* _Extracted entries_:
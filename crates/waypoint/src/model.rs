/// Username/password pair applied to both the binary protocol and the HTTP
/// services; translated into each sub-crate's own credentials type at the
/// point of use rather than shared as one type across crate boundaries.
#[derive(Debug, Clone)]
pub struct Credentials {
    pub username: String,
    pub password: String,
}

/// Coordinates of one document: bucket, scope, collection, and key. Scope
/// and collection default to `_default`.
#[derive(Debug, Clone, PartialEq, Eq, Hash)]
pub struct DocumentId {
    pub bucket: String,
    pub scope: String,
    pub collection: String,
    pub key: String,
}

impl DocumentId {
    pub fn new(bucket: impl Into<String>, key: impl Into<String>) -> Self {
        DocumentId {
            bucket: bucket.into(),
            scope: "_default".to_string(),
            collection: "_default".to_string(),
            key: key.into(),
        }
    }

    pub fn in_collection(
        bucket: impl Into<String>,
        scope: impl Into<String>,
        collection: impl Into<String>,
        key: impl Into<String>,
    ) -> Self {
        DocumentId {
            bucket: bucket.into(),
            scope: scope.into(),
            collection: collection.into(),
            key: key.into(),
        }
    }
}

/// A 64-bit opaque version token, compared for equality only. Zero means
/// "unset".
#[derive(Debug, Clone, Copy, PartialEq, Eq, Default)]
pub struct Cas(pub u64);

/// Produced by the server on a successful mutation; consumed as a
/// durability/consistency input to subsequent reads and queries.
#[derive(Debug, Clone, PartialEq, Eq)]
pub struct MutationToken {
    pub partition_uuid: u64,
    pub sequence_number: u64,
    pub partition_id: u16,
    pub bucket_name: String,
}

/// The top nibble of [`EncodedValue::flags`]'s upper byte: a coarse
/// "common flag" describing how `bytes` should be interpreted.
#[derive(Debug, Clone, Copy, PartialEq, Eq)]
pub enum CommonFlag {
    Json,
    Binary,
    String,
    Other(u8),
}

impl CommonFlag {
    fn from_flags(flags: u32) -> CommonFlag {
        match (flags >> 24) & 0x0f {
            0x2 => CommonFlag::Json,
            0x3 => CommonFlag::Binary,
            0x4 => CommonFlag::String,
            other => CommonFlag::Other(other as u8),
        }
    }

    fn into_flags(self) -> u32 {
        let nibble: u32 = match self {
            CommonFlag::Json => 0x2,
            CommonFlag::Binary => 0x3,
            CommonFlag::String => 0x4,
            CommonFlag::Other(raw) => raw as u32,
        };
        nibble << 24
    }
}

/// Raw bytes plus the 32-bit flags word surfaced on every successful
/// retrieval.
#[derive(Debug, Clone, PartialEq, Eq)]
pub struct EncodedValue {
    pub bytes: bytes::Bytes,
    pub flags: u32,
}

impl EncodedValue {
    pub fn json(bytes: bytes::Bytes) -> Self {
        EncodedValue {
            bytes,
            flags: CommonFlag::Json.into_flags(),
        }
    }

    pub fn common_flag(&self) -> CommonFlag {
        CommonFlag::from_flags(self.flags)
    }
}

#[derive(Debug, Clone, PartialEq, Eq)]
pub struct CollectionManifestEntry {
    pub uid: u32,
    pub name: String,
    pub max_ttl: Option<u32>,
}

#[derive(Debug, Clone, PartialEq, Eq)]
pub struct ScopeManifest {
    pub uid: u32,
    pub name: String,
    pub collections: Vec<CollectionManifestEntry>,
}

/// UUID plus monotonic `uid` plus scopes. A per-session cache maps
/// `(scope, collection) -> collection_uid`, owned by
/// [`waypoint_net::CollectionsResolver`]; this type is the decoded manifest
/// itself, surfaced to callers that want to introspect bucket structure.
#[derive(Debug, Clone, PartialEq, Eq)]
pub struct CollectionsManifest {
    pub uuid: String,
    pub manifest_uid: u64,
    pub scopes: Vec<ScopeManifest>,
}

impl CollectionsManifest {
    pub fn collection_uid(&self, scope: &str, collection: &str) -> Option<u32> {
        self.scopes
            .iter()
            .find(|s| s.name == scope)?
            .collections
            .iter()
            .find(|c| c.name == collection)
            .map(|c| c.uid)
    }
}

/// Per-endpoint ping result.
#[derive(Debug, Clone, PartialEq, Eq)]
pub enum PingState {
    Ok,
    Timeout,
    Error,
}

#[derive(Debug, Clone, PartialEq, Eq)]
pub struct PingResult {
    pub service: String,
    pub remote: String,
    pub state: PingState,
    pub latency: std::time::Duration,
    pub namespace: Option<String>,
}

/// One session's frozen diagnostic snapshot.
#[derive(Debug, Clone, PartialEq, Eq)]
pub struct SessionDiagnostics {
    pub service: String,
    pub local: Option<String>,
    pub remote: String,
    pub last_activity: Option<std::time::Duration>,
    pub state: String,
    pub namespace: Option<String>,
}

#[derive(Debug, Clone, PartialEq, Eq)]
pub struct DiagnosticsReport {
    pub report_id: String,
    pub sdk_version: String,
    pub sessions: Vec<SessionDiagnostics>,
}
impl Cluster {
    /// Parse `conn_str`, dial the first reachable seed host, and fetch the
    /// cluster-level (pre-bucket) configuration document.
    pub async fn connect(conn_str: &str, credentials: Credentials) -> Result<Cluster, Error> {
        let spec: ConnectionSpec = waypoint_topology::parse_connection_string(conn_str)?;
        let tls_config = if spec.tls {
            Some(waypoint_net::default_tls_config())
        } else {
            None
        };
        let kv_credentials = waypoint_net::Credentials {
            username: credentials.username.clone(),
            password: credentials.password.clone(),
        };
        let http_credentials = match credentials.password.is_empty() && credentials.username.is_empty() {
            true => waypoint_http::Credentials::None,
            false => waypoint_http::Credentials::Basic {
                username: credentials.username,
                password: credentials.password,
            },
        };

        let client_id = format!("waypoint/{}", Uuid::new_v4());
        let seed = spec
            .seed_hosts
            .first()
            .ok_or_else(|| Error::MalformedClusterConfig("connection string has no seed hosts".to_string()))?
            .clone();

        let seed_session = Session::connect(
            &seed,
            tls_config.clone(),
            &kv_credentials,
            None,
            &client_id,
            spec.options.compression,
        )
        .await?;
        let body = fetch_cluster_config(&seed_session, spec.options.kv_timeout).await?;
        let fallback_hostname = seed.rsplit_once(':').map(|(h, _)| h).unwrap_or(&seed);
        let map = parse_cluster_config(&body, fallback_hostname)?;
        seed_session.close();

        let metrics = Metrics::new();
        metrics.spawn_reporting();

        Ok(Cluster {
            seed_hosts: spec.seed_hosts,
            tls: spec.tls,
            tls_config,
            kv_credentials,
            http_pool: Pool::new(http_credentials),
            options: spec.options,
            client_id,
            router: Arc::new(Router::new(map, spec.tls)),
            buckets: AsyncMutex::new(HashMap::new()),
            metrics,
            breakers: std::sync::RwLock::new(HashMap::new()),
        })
    }

    /// Open (or return the cached handle for) bucket `name`.
    pub async fn bucket(&self, name: &str) -> Result<Arc<BucketHandle>, Error> {
        if let Some(existing) = self.buckets.lock().await.get(name) {
            return Ok(existing.clone());
        }

        let seed = self
            .seed_hosts
            .first()
            .ok_or_else(|| Error::MalformedClusterConfig("no seed hosts recorded".to_string()))?
            .clone();
        let session = Session::connect(
            &seed,
            self.tls_config.clone(),
            &self.kv_credentials,
            Some(name),
            &self.client_id,
            self.options.compression,
        )
        .await?;
        let body = fetch_cluster_config(&session, self.options.kv_timeout).await?;
        let fallback_hostname = seed.rsplit_once(':').map(|(h, _)| h).unwrap_or(&seed);
        let map = parse_cluster_config(&body, fallback_hostname)?;

        let router = Arc::new(Router::new(map, self.tls));
        spawn_config_watcher(session, router.clone(), name.to_string());

        let handle = Arc::new(BucketHandle::new(
            name.to_string(),
            router,
            DialParams {
                tls_config: self.tls_config.clone(),
                credentials: self.kv_credentials.clone(),
                client_id: self.client_id.clone(),
                compression: self.options.compression,
                kv_timeout: self.options.kv_timeout,
                metrics: self.metrics.clone(),
            },
        ));

        self.buckets
            .lock()
            .await
            .insert(name.to_string(), handle.clone());
        Ok(handle)
    }

    fn breaker_for(&self, endpoint: &str) -> Arc<CircuitBreaker> {
        if let Some(breaker) = self.breakers.read().unwrap().get(endpoint) {
            return breaker.clone();
        }
        let breaker = Arc::new(CircuitBreaker::new());
        self.breakers
            .write()
            .unwrap()
            .insert(endpoint.to_string(), breaker.clone());
        breaker
    }

    /// Run a N1QL query, returning a row-at-a-time reader over `results`.
    pub async fn query(&self, statement: &str) -> Result<RowReader, Error> {
        let body = serde_json::json!({ "statement": statement }).to_string();
        self.dispatch_rows(ServiceRequest {
            service: Service::Query,
            topology_service: ServiceType::Query,
            request: HttpRequest::new(reqwest::Method::POST, "/query/service")
                .with_json_body(bytes::Bytes::from(body)),
            rows_field: "results",
        }, self.options.query_timeout)
        .await
    }

    /// Run an analytics query, returning a row-at-a-time reader over `results`.
    pub async fn analytics(&self, statement: &str) -> Result<RowReader, Error> {
        let body = serde_json::json!({ "statement": statement }).to_string();
        self.dispatch_rows(ServiceRequest {
            service: Service::Analytics,
            topology_service: ServiceType::Analytics,
            request: HttpRequest::new(reqwest::Method::POST, "/analytics/service")
                .with_json_body(bytes::Bytes::from(body)),
            rows_field: "results",
        }, self.options.analytics_timeout)
        .await
    }

    /// Run a search query against `index`, returning a row-at-a-time reader
    /// over `hits`.
    pub async fn search(&self, index: &str, query: serde_json::Value) -> Result<RowReader, Error> {
        self.dispatch_rows(ServiceRequest {
            service: Service::Search,
            topology_service: ServiceType::Search,
            request: HttpRequest::new(
                reqwest::Method::POST,
                format!("/api/index/{index}/query"),
            )
            .with_json_body(bytes::Bytes::from(query.to_string())),
            rows_field: "hits",
        }, self.options.search_timeout)
        .await
    }

    /// Query a views index (`design_doc`/`view`), returning a row-at-a-time
    /// reader over `rows`.
    pub async fn views(
        &self,
        bucket: &str,
        design_doc: &str,
        view: &str,
    ) -> Result<RowReader, Error> {
        self.dispatch_rows(ServiceRequest {
            service: Service::Views,
            topology_service: ServiceType::Views,
            request: HttpRequest::new(
                reqwest::Method::GET,
                format!("/{bucket}/_design/{design_doc}/_view/{view}"),
            ),
            rows_field: "rows",
        }, self.options.view_timeout)
        .await
    }

    /// Run a N1QL statement scoped to an in-flight transaction, returning
    /// the decoded response body whole rather than row-by-row: transaction
    /// logic must see the query's full result (and any `txid`-scoped error)
    /// before deciding its next operation, so there is no streaming
    /// consumer to hand a [`RowReader`] to.
    pub(crate) async fn query_in_transaction(
        &self,
        statement: &str,
        txid: &str,
        timeout: Duration,
    ) -> Result<serde_json::Value, Error> {
        let body = serde_json::json!({
            "statement": statement,
            "txid": txid,
            "tximplicit": false,
        })
        .to_string();
        let request = HttpRequest::new(reqwest::Method::POST, "/query/service")
            .with_json_body(bytes::Bytes::from(body));

        let deadline = waypoint_retry::deadline_from_timeout(timeout);
        waypoint_retry::drive(
            waypoint_retry::BestEffort::new(Duration::from_millis(20), Duration::from_millis(1_000), 4),
            deadline,
            true,
            move |attempt| {
                let request = request.clone();
                let span = waypoint_observability::attempt_span(
                    "query", None, "unresolved", 0, attempt, None,
                );
                async move {
                    let start = Instant::now();
                    let mut peer = "unresolved".to_string();
                    let outcome = async {
                        let endpoint = match self.router.select_endpoint(ServiceType::Query, |idx| {
                            self.router
                                .current()
                                .nodes
                                .get(idx)
                                .and_then(|n| n.endpoint(ServiceType::Query, self.tls))
                                .map(|e| self.breaker_for(&e).allow_request())
                                .unwrap_or(false)
                        }) {
                            Some(endpoint) => endpoint,
                            None => {
                                return Outcome::Retriable(
                                    RetryReason::ServiceNotAvailable,
                                    Error::NoHealthyEndpoint(ServiceType::Query),
                                )
                            }
                        };
                        peer = endpoint.clone();
                        let breaker = self.breaker_for(&endpoint);

                        match self.http_pool.send(Service::Query, &endpoint, request, timeout).await {
                            Ok(response) if response.status_code < 300 => {
                                breaker.record_success();
                                match serde_json::from_slice(&response.body) {
                                    Ok(value) => Outcome::Success(value),
                                    Err(err) => Outcome::Terminal(Error::Json(err)),
                                }
                            }
                            Ok(response) => Outcome::Terminal(Error::Http(
                                waypoint_http::Error::MalformedBody(format!(
                                    "query status {}: {}",
                                    response.status_code,
                                    String::from_utf8_lossy(&response.body)
                                )),
                            )),
                            Err(err @ waypoint_http::Error::Transport(_)) => {
                                breaker.record_failure();
                                Outcome::Retriable(RetryReason::ServiceNotAvailable, Error::Http(err))
                            }
                            Err(err) => Outcome::Terminal(Error::Http(err)),
                        }
                    }
                    .await;
                    self.metrics.record("query", "transaction", &peer, start.elapsed());
                    outcome
                }
                .instrument(span)
            },
        )
        .await
        .map_err(Into::into)
    }

    async fn dispatch_rows(
        &self,
        spec: ServiceRequest,
        timeout: Duration,
    ) -> Result<RowReader, Error> {
        let deadline = waypoint_retry::deadline_from_timeout(timeout);
        waypoint_retry::drive(
            waypoint_retry::BestEffort::new(Duration::from_millis(20), Duration::from_millis(1_000), 4),
            deadline,
            true,
            move |attempt| {
                let request = spec.request.clone();
                let span = waypoint_observability::attempt_span(
                    spec.rows_field,
                    None,
                    "unresolved",
                    0,
                    attempt,
                    None,
                );
                async move {
                    let start = Instant::now();
                    let mut peer = "unresolved".to_string();
                    let outcome = async {
                        let endpoint = match self.router.select_endpoint(spec.topology_service, |idx| {
                            self.router
                                .current()
                                .nodes
                                .get(idx)
                                .and_then(|n| n.endpoint(spec.topology_service, self.tls))
                                .map(|e| self.breaker_for(&e).allow_request())
                                .unwrap_or(false)
                        }) {
                            Some(endpoint) => endpoint,
                            None => {
                                return Outcome::Retriable(
                                    RetryReason::ServiceNotAvailable,
                                    Error::NoHealthyEndpoint(spec.topology_service),
                                )
                            }
                        };
                        peer = endpoint.clone();
                        let breaker = self.breaker_for(&endpoint);

                        match self
                            .http_pool
                            .send_streaming(spec.service, &endpoint, request, timeout, spec.rows_field)
                            .await
                        {
                            Ok(reader) => {
                                breaker.record_success();
                                Outcome::Success(reader)
                            }
                            Err(err @ waypoint_http::Error::Transport(_)) => {
                                breaker.record_failure();
                                Outcome::Retriable(RetryReason::ServiceNotAvailable, Error::Http(err))
                            }
                            Err(err) => Outcome::Terminal(Error::Http(err)),
                        }
                    }
                    .await;
                    self.metrics.record(
                        &format!("{:?}", spec.service).to_lowercase(),
                        spec.rows_field,
                        &peer,
                        start.elapsed(),
                    );
                    outcome
                }
                .instrument(span)
            },
        )
        .await
        .map_err(Into::into)
    }
}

* _Work task_: Which lines in the material above include the string "None"? Pull them out.

* _Result of the exercise_:
            None
            true => waypoint_http::Credentials::None,
            None,
                    "query", None, "unresolved", 0, attempt, None,
                            None => {
                    None,
                    None,
                            None => {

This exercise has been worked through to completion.